In summary, the bad news conveyed to us by Woo et al. (1) is that metabolic debts associated with the performance of dynamic exercise increase with aging. These debts, paid during recovery from exercise are likely attributable to an inability of the older body to adapt to the energy requirements of exercise. Specific factors include reductions in muscle mass and strength, inadequate blood flow to muscles, and a reduced efficiency of muscle respiration. Excessive elevation of catecholamines and core temperature occurs during exercise in older persons, as do other less-well-characterized factors (e.g., excessive reactive O2 species and an exaggerated elevation of inflammatory cytokines). These factors cause muscle fatigue and a shift to anaerobic metabolism.
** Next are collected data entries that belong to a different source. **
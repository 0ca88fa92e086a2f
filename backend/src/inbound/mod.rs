//! Inbound adapters that translate external requests into workflow and
//! gateway calls while keeping framework details at the edge.
//!
//! HTTP handlers live under [`http`].

pub mod http;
During recovery, excessive catecholamine concentrations and incomplete waning of cell responses to catecholamine drive during exercise might continue to stimulate both muscle respiration in the absence of continued demand for muscle work and the cardiovascular system to dissipate lactate and heat generated during exercise. The physiological significance of this metabolic debt incurred during exercise is that its underlying factors collectively reduce exercise capacity, with all the attendant health and performance drawbacks of such a reduction. The good news is that all of these age-associated deficits can be substantially reduced by regular exercise (i.e., physical conditioning)!